Tuesday, November 10, 2009
My goose is cooked!
I am on my 2 week working vacation in Rowlett, Texas. My brother is going on a hunting trip so I get to babysit the kids while he and the wife are away. He arrived back from a duck hunt in Utah the same day I flew in to Dallas. He came home with some wild duck breasts from his hunt and some wild goose breast that his host gave to him. Tonite I am cooking the Goose! My first time cooking goose of any kind wild or farm raised. I googled recipes for goose and found a couple with flavor profiles that I liked.
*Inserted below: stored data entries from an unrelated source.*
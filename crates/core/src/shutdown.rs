use std::time::Duration;
use tokio::sync::watch;

/// Sending half, owned by whoever decides to stop the run (Ctrl-C handler).
#[derive(Debug)]
pub struct ShutdownHandle {
    tx: watch::Sender<bool>,
}

/// Cancellation signal passed into every fetch.
#[derive(Debug, Clone)]
pub struct Shutdown {
    rx: watch::Receiver<bool>,
}

pub fn channel() -> (ShutdownHandle, Shutdown) {
    let (tx, rx) = watch::channel(false);
    (ShutdownHandle { tx }, Shutdown { rx })
}

impl ShutdownHandle {
    pub fn trigger(&self) {
        self.tx.send_replace(true);
    }

    pub fn subscribe(&self) -> Shutdown {
        Shutdown {
            rx: self.tx.subscribe(),
        }
    }
}

impl Shutdown {
    /// A signal that never fires.
    pub fn never() -> Self {
        let (_tx, rx) = watch::channel(false);
        Self { rx }
    }

    pub fn is_triggered(&self) -> bool {
        *self.rx.borrow()
    }

    /// Sleeps for `d`. Returns `false` if the signal fired first.
    pub async fn sleep(&self, d: Duration) -> bool {
        if self.is_triggered() {
            return false;
        }

        let mut rx = self.rx.clone();
        let fired = async move {
            if rx.wait_for(|stop| *stop).await.is_err() {
                // Sender gone: nobody can cancel anymore.
                std::future::pending::<()>().await;
            }
        };

        tokio::select! {
            _ = tokio::time::sleep(d) => true,
            _ = fired => false,
        }
    }
}

#[cfg(test)]
mod tests {
    use super::*;

    #[tokio::test]
    async fn sleep_completes_without_signal() {
        assert!(Shutdown::never().sleep(Duration::from_millis(5)).await);
    }

    #[tokio::test]
    async fn trigger_interrupts_sleep() {
        let (handle, shutdown) = channel();
        let waiter = tokio::spawn(async move { shutdown.sleep(Duration::from_secs(30)).await });
        tokio::time::sleep(Duration::from_millis(10)).await;
        handle.trigger();
        assert!(!waiter.await.unwrap());
    }

    #[test]
    fn subscribers_observe_trigger() {
        let (handle, shutdown) = channel();
        let other = handle.subscribe();
        assert!(!shutdown.is_triggered());
        handle.trigger();
        assert!(shutdown.is_triggered());
        assert!(other.is_triggered());
    }
}
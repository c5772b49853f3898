use chrono::NaiveDate;
use serde::{Deserialize, Serialize};

#[derive(Debug, Clone, Copy, PartialEq, Eq, Hash, Serialize, Deserialize)]
#[serde(rename_all = "lowercase")]
pub enum OptionType {
    Call,
    Put,
}

impl OptionType {
    pub fn type_char(self) -> char {
        match self {
            OptionType::Call => 'C',
            OptionType::Put => 'P',
        }
    }
}

/// One normalized option contract row.
///
/// Field names follow the historical L2 options CSV layout so that rows imported
/// from CSV dumps and rows normalized from broker snapshots share one schema.
#[derive(Debug, Clone, PartialEq, Serialize, Deserialize)]
#[serde(rename_all = "PascalCase")]
pub struct ContractRecord {
    pub underlying_symbol: String,
    #[serde(default, deserialize_with = "nan_sentinel::deserialize")]
    pub underlying_price: Option<f64>,
    pub exchange: String,
    pub option_symbol: String,
    #[serde(default)]
    pub option_ext: String,
    #[serde(rename = "Type")]
    pub option_type: OptionType,
    #[serde(with = "mdy_date")]
    pub expiration: NaiveDate,
    #[serde(with = "mdy_date")]
    pub data_date: NaiveDate,
    pub strike: f64,
    #[serde(default, deserialize_with = "nan_sentinel::deserialize")]
    pub last: Option<f64>,
    #[serde(default, deserialize_with = "nan_sentinel::deserialize")]
    pub bid: Option<f64>,
    #[serde(default, deserialize_with = "nan_sentinel::deserialize")]
    pub ask: Option<f64>,
    #[serde(default, deserialize_with = "lenient_count::deserialize")]
    pub volume: i64,
    #[serde(default, deserialize_with = "lenient_count::deserialize")]
    pub open_interest: i64,
    #[serde(rename = "IV", default, with = "nan_sentinel")]
    pub iv: Option<f64>,
    #[serde(default, deserialize_with = "nan_sentinel::deserialize")]
    pub delta: Option<f64>,
    #[serde(default, deserialize_with = "nan_sentinel::deserialize")]
    pub gamma: Option<f64>,
    #[serde(default, with = "nan_sentinel")]
    pub theta: Option<f64>,
    #[serde(default, with = "nan_sentinel")]
    pub vega: Option<f64>,
    #[serde(rename = "AKA", default)]
    pub alias: String,
}

/// The unit persisted by the snapshot store, keyed by (data_date, symbol).
#[derive(Debug, Clone, PartialEq, Serialize, Deserialize)]
#[serde(rename_all = "camelCase")]
pub struct SymbolDocument {
    pub symbol: String,
    pub data_date: NaiveDate,
    pub chain: Vec<ContractRecord>,
    #[serde(default, skip_serializing_if = "Option::is_none")]
    pub raw: Option<serde_json::Value>,
}

impl SymbolDocument {
    pub fn new(symbol: impl Into<String>, data_date: NaiveDate, chain: Vec<ContractRecord>) -> Self {
        Self {
            symbol: symbol.into(),
            data_date,
            chain,
            raw: None,
        }
    }

    pub fn with_raw(mut self, raw: serde_json::Value) -> Self {
        self.raw = Some(raw);
        self
    }
}

/// Optional analytics rendered as the literal string `"NaN"` when absent.
///
/// Deserialization is lenient: numbers, numeric strings, `null`, empty strings and
/// the `"NaN"` string are all accepted. Non-finite values collapse to `None`.
pub mod nan_sentinel {
    use serde::de::{self, Visitor};
    use serde::{Deserializer, Serializer};
    use std::fmt;

    pub const SENTINEL: &str = "NaN";

    pub fn serialize<S: Serializer>(value: &Option<f64>, s: S) -> Result<S::Ok, S::Error> {
        match value {
            Some(v) if v.is_finite() => s.serialize_f64(*v),
            _ => s.serialize_str(SENTINEL),
        }
    }

    pub fn deserialize<'de, D: Deserializer<'de>>(d: D) -> Result<Option<f64>, D::Error> {
        d.deserialize_any(LenientF64)
    }

    struct LenientF64;

    impl<'de> Visitor<'de> for LenientF64 {
        type Value = Option<f64>;

        fn expecting(&self, f: &mut fmt::Formatter) -> fmt::Result {
            f.write_str("a number, a numeric string, null or \"NaN\"")
        }

        fn visit_f64<E: de::Error>(self, v: f64) -> Result<Self::Value, E> {
            Ok(v.is_finite().then_some(v))
        }

        fn visit_i64<E: de::Error>(self, v: i64) -> Result<Self::Value, E> {
            Ok(Some(v as f64))
        }

        fn visit_u64<E: de::Error>(self, v: u64) -> Result<Self::Value, E> {
            Ok(Some(v as f64))
        }

        fn visit_str<E: de::Error>(self, v: &str) -> Result<Self::Value, E> {
            let t = v.trim();
            if t.is_empty() || t.eq_ignore_ascii_case(SENTINEL) {
                return Ok(None);
            }
            t.parse::<f64>()
                .map(|n| n.is_finite().then_some(n))
                .map_err(|_| E::invalid_value(de::Unexpected::Str(v), &self))
        }

        fn visit_unit<E: de::Error>(self) -> Result<Self::Value, E> {
            Ok(None)
        }

        fn visit_none<E: de::Error>(self) -> Result<Self::Value, E> {
            Ok(None)
        }

        fn visit_some<D: serde::Deserializer<'de>>(self, d: D) -> Result<Self::Value, D::Error> {
            d.deserialize_any(LenientF64)
        }
    }
}

/// Counts (volume, open interest) that may arrive as null, floats or numeric strings.
/// Anything without a number reads as 0.
pub mod lenient_count {
    use serde::Deserializer;

    pub fn deserialize<'de, D: Deserializer<'de>>(d: D) -> Result<i64, D::Error> {
        Ok(super::nan_sentinel::deserialize(d)?.map_or(0, |v| v as i64))
    }
}

/// `null` reads as the type's default.
pub mod null_default {
    use serde::{Deserialize, Deserializer};

    pub fn deserialize<'de, D, T>(d: D) -> Result<T, D::Error>
    where
        D: Deserializer<'de>,
        T: Deserialize<'de> + Default,
    {
        Ok(Option::<T>::deserialize(d)?.unwrap_or_default())
    }
}

/// `MM/DD/YYYY` dates, as used by the L2 CSV layout. ISO dates are accepted on input.
pub mod mdy_date {
    use chrono::NaiveDate;
    use serde::{de, Deserialize, Deserializer, Serializer};

    pub const FORMAT: &str = "%m/%d/%Y";

    pub fn serialize<S: Serializer>(date: &NaiveDate, s: S) -> Result<S::Ok, S::Error> {
        s.collect_str(&date.format(FORMAT))
    }

    pub fn deserialize<'de, D: Deserializer<'de>>(d: D) -> Result<NaiveDate, D::Error> {
        let s = String::deserialize(d)?;
        parse(&s).ok_or_else(|| de::Error::custom(format!("invalid date: {s}")))
    }

    pub fn parse(s: &str) -> Option<NaiveDate> {
        let t = s.trim();
        NaiveDate::parse_from_str(t, FORMAT)
            .or_else(|_| NaiveDate::parse_from_str(t, "%Y-%m-%d"))
            .ok()
    }
}
/// Alternate `$SYMBOL.X` spelling the broker expects for some index and ETF tickers.
pub fn extra_class_form(symbol: &str) -> String {
    format!("${}.X", symbol.trim())
}

pub fn is_extra_class_form(symbol: &str) -> bool {
    symbol.starts_with('$') && symbol.ends_with(".X")
}

/// Splits a comma separated list, trimming and uppercasing, dropping empties and duplicates.
pub fn parse_symbol_list(s: &str) -> Vec<String> {
    let mut out: Vec<String> = Vec::new();
    for part in s.split(',') {
        let sym = part.trim().to_ascii_uppercase();
        if sym.is_empty() || out.contains(&sym) {
            continue;
        }
        out.push(sym);
    }
    out
}

#[cfg(test)]
mod tests {
    use super::*;

    #[test]
    fn builds_extra_class_form() {
        assert_eq!(extra_class_form("SPX"), "$SPX.X");
        assert!(is_extra_class_form("$SPX.X"));
        assert!(!is_extra_class_form("SPX"));
    }

    #[test]
    fn parses_symbol_lists() {
        assert_eq!(parse_symbol_list(" spy,QQQ,,spy , brk.b"), vec!["SPY", "QQQ", "BRK.B"]);
        assert!(parse_symbol_list("").is_empty());
    }
}
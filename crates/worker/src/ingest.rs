use anyhow::Context;
use chrono::NaiveDate;
use optarchive_core::domain::contract::{ContractRecord, SymbolDocument};
use optarchive_core::ingest::cache::SnapshotCache;
use optarchive_core::ingest::normalize::normalize_chain;
use optarchive_core::ingest::types::ChainSnapshot;
use optarchive_core::storage::snapshots::SnapshotStore;
use serde::Deserialize;
use std::collections::HashMap;
use std::path::{Path, PathBuf};

const CSV_FILE_PREFIX: &str = "L2_options_";

#[derive(Debug, Default, Clone, PartialEq, Eq)]
pub struct CsvImportReport {
    pub files: usize,
    pub rows: usize,
    pub inserted: u64,
}

/// Imports every `L2_options_*` file found in directories under `root` whose name
/// starts with `folder_prefix`. One document per underlying symbol and file.
pub async fn import_csv_folders(
    store: &dyn SnapshotStore,
    root: &Path,
    folder_prefix: &str,
    symbols: Option<&[String]>,
) -> anyhow::Result<CsvImportReport> {
    let mut report = CsvImportReport::default();

    for folder in matching_entries(root, folder_prefix, true)? {
        for file in matching_entries(&folder, CSV_FILE_PREFIX, false)? {
            let one = import_csv_file(store, &file, symbols).await?;
            report.files += 1;
            report.rows += one.rows;
            report.inserted += one.inserted;
        }
    }

    tracing::info!(
        folder_prefix,
        files = report.files,
        rows = report.rows,
        inserted = report.inserted,
        "csv import finished"
    );
    Ok(report)
}

pub async fn import_csv_file(
    store: &dyn SnapshotStore,
    path: &Path,
    symbols: Option<&[String]>,
) -> anyhow::Result<CsvImportReport> {
    tracing::info!(path = %path.display(), "now processing csv");

    let file = std::fs::File::open(path).with_context(|| format!("failed to open {}", path.display()))?;
    let (docs, rows) = documents_from_csv(file, symbols)?;

    let inserted = store.upsert(&docs).await?;
    tracing::info!(
        path = %path.display(),
        "Inserted {} new documents from {} CSV rows",
        inserted,
        rows
    );

    Ok(CsvImportReport {
        files: 1,
        rows,
        inserted,
    })
}

/// Groups rows by `UnderlyingSymbol` in first-seen order. A group's data date is the
/// `DataDate` of its first row.
fn documents_from_csv<R: std::io::Read>(
    input: R,
    symbols: Option<&[String]>,
) -> anyhow::Result<(Vec<SymbolDocument>, usize)> {
    let mut reader = csv::Reader::from_reader(input);
    let mut docs: Vec<SymbolDocument> = Vec::new();
    let mut by_symbol: HashMap<String, usize> = HashMap::new();
    let mut rows = 0;

    for (idx, row) in reader.deserialize::<ContractRecord>().enumerate() {
        let record = match row {
            Ok(r) => r,
            Err(err) => {
                tracing::warn!(row = idx + 1, error = %err, "skipping unparsable csv row");
                continue;
            }
        };

        if let Some(filter) = symbols {
            if !filter.iter().any(|s| *s == record.underlying_symbol) {
                continue;
            }
        }
        rows += 1;

        match by_symbol.get(&record.underlying_symbol) {
            Some(&idx) => docs[idx].chain.push(record),
            None => {
                by_symbol.insert(record.underlying_symbol.clone(), docs.len());
                docs.push(SymbolDocument::new(
                    record.underlying_symbol.clone(),
                    record.data_date,
                    vec![record],
                ));
            }
        }
    }

    Ok((docs, rows))
}

fn matching_entries(dir: &Path, prefix: &str, want_dirs: bool) -> anyhow::Result<Vec<PathBuf>> {
    let mut out = Vec::new();
    for entry in std::fs::read_dir(dir).with_context(|| format!("failed to list {}", dir.display()))? {
        let entry = entry?;
        let is_dir = entry.file_type()?.is_dir();
        if is_dir == want_dirs && entry.file_name().to_string_lossy().starts_with(prefix) {
            out.push(entry.path());
        }
    }
    out.sort();
    Ok(out)
}

/// Normalizes and stores every cached payload of `date`. Returns the net insert count.
pub async fn load_cached_day(
    store: &dyn SnapshotStore,
    cache: &SnapshotCache,
    date: NaiveDate,
    store_raw: bool,
) -> anyhow::Result<u64> {
    let blobs = cache.load_day(date).await?;
    let mut docs = Vec::with_capacity(blobs.len());

    for blob in blobs {
        let snapshot = match ChainSnapshot::deserialize(&blob.raw) {
            Ok(s) => s,
            Err(err) => {
                tracing::warn!(symbol = %blob.symbol, error = %err, "cached payload is not a chain snapshot; skipping");
                continue;
            }
        };

        let chain = normalize_chain(&snapshot, blob.data_date);
        let mut doc = SymbolDocument::new(blob.symbol, blob.data_date, chain);
        if store_raw {
            doc = doc.with_raw(blob.raw);
        }
        docs.push(doc);
    }

    let inserted = store.upsert(&docs).await?;
    tracing::info!(%date, blobs = docs.len(), inserted, "loaded snapshot cache");
    Ok(inserted)
}

#[cfg(test)]
mod tests {
    use super::*;
    use optarchive_core::storage::snapshots::InMemorySnapshotStore;
    use serde_json::json;

    const HEADER: &str = "UnderlyingSymbol,UnderlyingPrice,Exchange,OptionSymbol,OptionExt,Type,Expiration,DataDate,Strike,Last,Bid,Ask,Volume,OpenInterest,IV,Delta,Gamma,Theta,Vega,AKA";

    fn csv_text() -> String {
        [
            HEADER,
            "AAPL,172.5,*,AAPL190301C00170000,,call,03/01/2019,02/22/2019,170,3.1,3,3.2,120,800,0.21,0.6,0.05,-0.1,0.08,AAPL190301C00170000",
            "AAPL,172.5,*,AAPL190301P00170000,,put,03/01/2019,02/22/2019,170,0.6,0.55,0.65,90,500,0.22,-0.4,0.05,-0.09,0.08,AAPL190301P00170000",
            "MSFT,110.9,*,MSFT190301C00110000,,call,03/01/2019,02/22/2019,110,1.5,1.4,1.6,10,20,NaN,0.5,0.04,,0.07,MSFT190301C00110000",
            "broken,row",
        ]
        .join("\n")
    }

    fn day() -> NaiveDate {
        NaiveDate::from_ymd_opt(2019, 2, 22).unwrap()
    }

    #[test]
    fn groups_rows_by_underlying() {
        let (docs, rows) = documents_from_csv(csv_text().as_bytes(), None).unwrap();
        assert_eq!(rows, 3);
        assert_eq!(docs.len(), 2);
        assert_eq!(docs[0].symbol, "AAPL");
        assert_eq!(docs[0].chain.len(), 2);
        assert_eq!(docs[0].data_date, day());
        assert_eq!(docs[1].chain[0].iv, None);
        assert_eq!(docs[1].chain[0].theta, None);
        assert_eq!(docs[1].chain[0].vega, Some(0.07));
    }

    #[test]
    fn interleaved_rows_keep_first_seen_order() {
        let text = [
            HEADER,
            "AAPL,172.5,*,AAPL190301C00170000,,call,03/01/2019,02/22/2019,170,3.1,3,3.2,120,800,0.21,0.6,0.05,-0.1,0.08,AAPL190301C00170000",
            "MSFT,110.9,*,MSFT190301C00110000,,call,03/01/2019,02/22/2019,110,1.5,1.4,1.6,10,20,0.3,0.5,0.04,-0.05,0.07,MSFT190301C00110000",
            "AAPL,172.5,*,AAPL190301P00170000,,put,03/01/2019,02/22/2019,170,0.6,0.55,0.65,,,0.22,-0.4,0.05,-0.09,0.08,AAPL190301P00170000",
        ]
        .join("\n");

        let (docs, rows) = documents_from_csv(text.as_bytes(), None).unwrap();
        assert_eq!(rows, 3);
        let symbols: Vec<&str> = docs.iter().map(|d| d.symbol.as_str()).collect();
        assert_eq!(symbols, vec!["AAPL", "MSFT"]);
        assert_eq!(docs[0].chain.len(), 2);
        assert_eq!(docs[0].chain[1].option_symbol, "AAPL190301P00170000");
        assert_eq!((docs[0].chain[1].volume, docs[0].chain[1].open_interest), (0, 0));
        assert_eq!(docs[1].chain.len(), 1);
    }

    #[test]
    fn symbol_filter_limits_documents() {
        let filter = vec!["MSFT".to_string()];
        let (docs, rows) = documents_from_csv(csv_text().as_bytes(), Some(filter.as_slice())).unwrap();
        assert_eq!(rows, 1);
        assert_eq!(docs.len(), 1);
        assert_eq!(docs[0].symbol, "MSFT");
    }

    #[tokio::test]
    async fn imports_matching_folders_once() {
        let tmp = tempfile::tempdir().unwrap();
        let wanted = tmp.path().join("options_2019_02");
        let other = tmp.path().join("other");
        std::fs::create_dir_all(&wanted).unwrap();
        std::fs::create_dir_all(&other).unwrap();
        std::fs::write(wanted.join("L2_options_20190222.csv"), csv_text()).unwrap();
        std::fs::write(wanted.join("readme.txt"), "x").unwrap();
        std::fs::write(other.join("L2_options_20190222.csv"), csv_text()).unwrap();

        let store = InMemorySnapshotStore::new();
        let first = import_csv_folders(&store, tmp.path(), "options_", None).await.unwrap();
        assert_eq!(first, CsvImportReport { files: 1, rows: 3, inserted: 2 });

        let second = import_csv_folders(&store, tmp.path(), "options_", None).await.unwrap();
        assert_eq!(second.inserted, 0);
        assert_eq!(store.count().await.unwrap(), 2);
    }

    #[tokio::test]
    async fn replays_cached_payloads() {
        let tmp = tempfile::tempdir().unwrap();
        let cache = SnapshotCache::new(tmp.path());
        let payload = json!({
            "symbol": "NVDA",
            "status": "SUCCESS",
            "underlying": {"last": 154.2},
            "callExpDateMap": {"2019-03-01:7": {"85.0": [{"exchangeName": "OPR", "totalVolume": 3, "openInterest": 12}]}},
            "putExpDateMap": {}
        });
        cache.put("NVDA", day(), &payload).await.unwrap();
        cache.put("SPX", day(), &json!("garbage")).await.unwrap();

        let store = InMemorySnapshotStore::new();
        assert_eq!(load_cached_day(&store, &cache, day(), true).await.unwrap(), 1);
        assert_eq!(load_cached_day(&store, &cache, day(), true).await.unwrap(), 0);

        let stored = store.get("NVDA", day()).await.unwrap();
        assert_eq!(stored.chain[0]["OptionSymbol"], json!("NVDA190301C00085000"));
        assert!(stored.raw.unwrap()["callExpDateMap"]["2019-03-01:7"].get("85,0").is_some());
    }
}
The flavorful roast goose is brined then roasted with an orange basting sauce. Before you get started, be sure you have a container the right size for the goose so the brine will cover it thoroughly. I also did alot of reading before starting my wild game and fowl cooking. I made a salt water mixture to soak the wild goose in overnite. This draws out the blood which removes alot of the " gamey " taste. I used about a gallon of water and 1 cup of kosher salt. In the morning I rinsed the breasts thoroughly and made the brine.
Wild Roast Goose with brine and Orange Glaze
1 to 1 1/2 gallons cold water
1 cup kosher salt
1/2 cup granulated sugar
1/2 teaspoon ground cardamom
1/4 teaspoon ground cinnamon
1/2 bay leaf
1/2 teaspoon cracked black pepper
Adjust the amount of brine to the quantity of goose. I had 4 large breasts (2 birds)
The recipe that I found has been altered. I adjusted some ingredients and added a few of my own.
1 cup orange juice
1 cup orange marmalade
1/2 cup dry white wine
1 Tbs honey
1 pinch of ground ginger ( if you have fresh ginger use 1/4 tsp)
Wash goose and trim excess fat. Place in a large container with a cover. Add the brine mixture so goose meat is completely covered. Cover and let sit overnite or at least 8 hours.
In a saucepan, heat 1 cup of the water with salt, sugar, and spices until salt and sugar are dissolved. Cool slightly and add to 1 gallon of cold water. Pour over the goose and add more ice cold water to cover the goose if needed. Let brine for at least 8 hours. Remove from liquid and pat dry. Heat oven to 350°. Combine the glaze ingredients in a small saucepan and cook down about 1/3. Mixture should be syrupy. I decided to pan sear the breasts in a very hot saute pan with a little olive oil. I seasoned the breasts with salt and pepper. Sear each side of the breasts and place in a roasting pan. Place goose, breast side down, on a rack in a large roasting pan, if you have a rack. The directions told me to cook for 20 min per lb..or to an internal temperature of 160 degrees. I cooked the fairly large breasts for about an hour until the juices ran clear. I think this may have been a bit too long. I think cooking the wild goose to 140-150 degrees would have been better. Baste the breasts with the orange glaze several times during roasting. I removed the breasts from the oven and immediately sliced the breasts. I served it with Wild and brown rice and steamed green beans. As I was slicing it, I of course had to taste it. My first bite was a nice suprise. The meat was tasty, not gamey and I bit into my first shotgun pellet. OWW!! lol. There were several found while I was slicing and a few others as we were eating. My neice Cassie ( a true Texan ) tried a small bite and ate about 1 breast by herself. She didnt care for the orange glaze but ate as much as I did anyway. My brother Scott loved it! The rest of the Texas family loved it too, although the Orange glaze didnt go over well with all of the Texans, the New Yorkers loved it. I have to send a big thanks to Jeremy for sending my brother home with the wild goose for us to enjoy. My brother is now planning a goose hunt for next year, and I am looking forward to more wild game cooking!